Roeun has had her garment stall for three years now. Before this, she sold goods from Vietnam and Thailand, but with resentment growing in Cambodia for their eastern and western neighbors and longtime rivals, Roeun says she eventually couldn’t sell the items—most of which were kitschy plastic goods.

On Jan. 22, Chea Vichea, one of the country’s most beloved activists and founder of the garment industry’s powerful Free Trade Union, was gunned down in broad daylight at a busy intersection in Phnom Penh. More than 15,000 mourners marched at Chea’s funeral. He’d received death threats in the past and had recently emerged from six months in hiding.

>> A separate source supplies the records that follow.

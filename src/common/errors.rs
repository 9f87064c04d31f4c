use std::fmt;

use thiserror::Error;

use crate::common::types::AnyError;
use crate::sabr::{ResponseEnvelope, StreamingContext, UmpPartId, structs::SabrErrorMsg};

/// Whether the caller may retry with a fresh session.
#[derive(Debug, Clone, Copy, PartialEq, Eq)]
pub enum Severity {
    Recoverable,
    Critical,
}

#[derive(Debug, Clone, Copy, PartialEq, Eq)]
pub enum ErrorCategory {
    /// The server or the stream reported a failure.
    Network,
    /// The bytes on the wire did not match the expected schema.
    Protocol,
    /// Reading the response body failed.
    Transport,
}

/// A part payload that could not be decoded against its schema.
#[derive(Debug, Clone, PartialEq, Eq, Error)]
pub enum DecodeError {
    #[error("unexpected end of message at byte {offset}")]
    Truncated { offset: usize },
    #[error("varint at byte {offset} does not fit in 64 bits")]
    VarintOverflow { offset: usize },
    #[error("field number 0 at byte {offset}")]
    InvalidField { offset: usize },
    #[error("unsupported wire type {wire_type} at byte {offset}")]
    InvalidWireType { wire_type: u8, offset: usize },
    #[error("string field at byte {offset} is not valid UTF-8")]
    InvalidUtf8 { offset: usize },
    #[error("media part has no header id")]
    MissingHeaderId,
}

/// The streaming context header could not be produced or read back.
#[derive(Debug, Error)]
pub enum ContextError {
    #[error("streaming context is not valid base64: {0}")]
    Base64(#[from] base64::DecodeError),
    #[error("streaming context is not valid JSON: {0}")]
    Json(#[from] serde_json::Error),
}

/// Why the server refused to deliver media.
#[derive(Debug, Clone, PartialEq, Eq)]
pub enum FailureReason {
    SabrError(SabrErrorMsg),
    Blocked { status: i32 },
}

impl fmt::Display for FailureReason {
    fn fmt(&self, f: &mut fmt::Formatter<'_>) -> fmt::Result {
        match self {
            Self::SabrError(e) => write!(f, "SABR error type={} code={}", e.error_type, e.code),
            Self::Blocked { status } => write!(f, "stream protection status {status}"),
        }
    }
}

/// A protocol-reported failure, with the context snapshot and the empty
/// response that carries it back to the caller.
#[derive(Debug)]
pub struct ServerFailure {
    pub reason: FailureReason,
    pub context: StreamingContext,
    pub response: ResponseEnvelope,
}

#[derive(Debug, Error)]
pub enum SabrError {
    #[error("malformed {part:?} part: {source}")]
    Decode {
        part: UmpPartId,
        source: DecodeError,
    },
    #[error("server streaming error: {}", .0.reason)]
    Server(Box<ServerFailure>),
    #[error("empty response with no redirect information")]
    EmptyResponse,
    #[error("couldn't read any data from the stream")]
    NoData,
    #[error("failed to read response body: {0}")]
    Body(AnyError),
    #[error(transparent)]
    Context(#[from] ContextError),
}

impl SabrError {
    pub fn severity(&self) -> Severity {
        match self {
            Self::Decode { .. } | Self::Context(_) => Severity::Critical,
            Self::Server(_) | Self::EmptyResponse | Self::NoData | Self::Body(_) => {
                Severity::Recoverable
            }
        }
    }

    pub fn category(&self) -> ErrorCategory {
        match self {
            Self::Decode { .. } | Self::Context(_) => ErrorCategory::Protocol,
            Self::Body(_) => ErrorCategory::Transport,
            Self::Server(_) | Self::EmptyResponse | Self::NoData => ErrorCategory::Network,
        }
    }

    pub fn server_failure(&self) -> Option<&ServerFailure> {
        match self {
            Self::Server(failure) => Some(&**failure),
            _ => None,
        }
    }
}

#[cfg(test)]
mod tests {
    use super::*;

    #[test]
    fn test_classification() {
        let decode = SabrError::Decode {
            part: UmpPartId::MediaHeader,
            source: DecodeError::Truncated { offset: 4 },
        };
        assert_eq!(decode.severity(), Severity::Critical);
        assert_eq!(decode.category(), ErrorCategory::Protocol);
        assert_eq!(
            decode.to_string(),
            "malformed MediaHeader part: unexpected end of message at byte 4"
        );

        assert_eq!(SabrError::EmptyResponse.severity(), Severity::Recoverable);
        assert_eq!(SabrError::NoData.category(), ErrorCategory::Network);
        assert_eq!(
            SabrError::Body("reset".into()).category(),
            ErrorCategory::Transport
        );
    }
}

Chea’s killing is said by some to have been ordered by unnamed officials from Prime Minister Hun Sen’s party because Chea was an outspoken member of the opposition group calling for Hun Sen’s resignation. Roeun, though, won’t comment on this. As a survivor of the Khmer Rouge, fear runs deep. “Everyone is scared,” she says, “but what can we do? He was a good man. He cared more for people than for himself. … [But] I cannot talk about democracy in Cambodia. Everyone knows this.”

The British woman holds up the tangerine shirt again. Roeun watches her, one hand atop a pile of men’s dress shirts, the other resting on her daughter’s shoulder. She wears a black chiffon shirt with sheer sleeves and cream-colored embroidery—the kind of shirt you won’t find in the piles before her.

“OK?” the British woman says. “Two dollars is too much. I’ll give you one-fifty.”

Roeun nods once, takes the woman’s money, and folds up the shirt for her. The woman stuffs it into a large plastic bag with the goods she’s purchased from other stalls.

“Sometimes,” Roeun says in Khmer as the woman wanders away, “half of a dollar is a lot to a foreigner.”

Correction, Feb. 19, 2004: This dispatch originally and inaccurately said that Cambodian factories pay $40 per day. The correct figure is $40 per month. (Return to the corrected sentence.)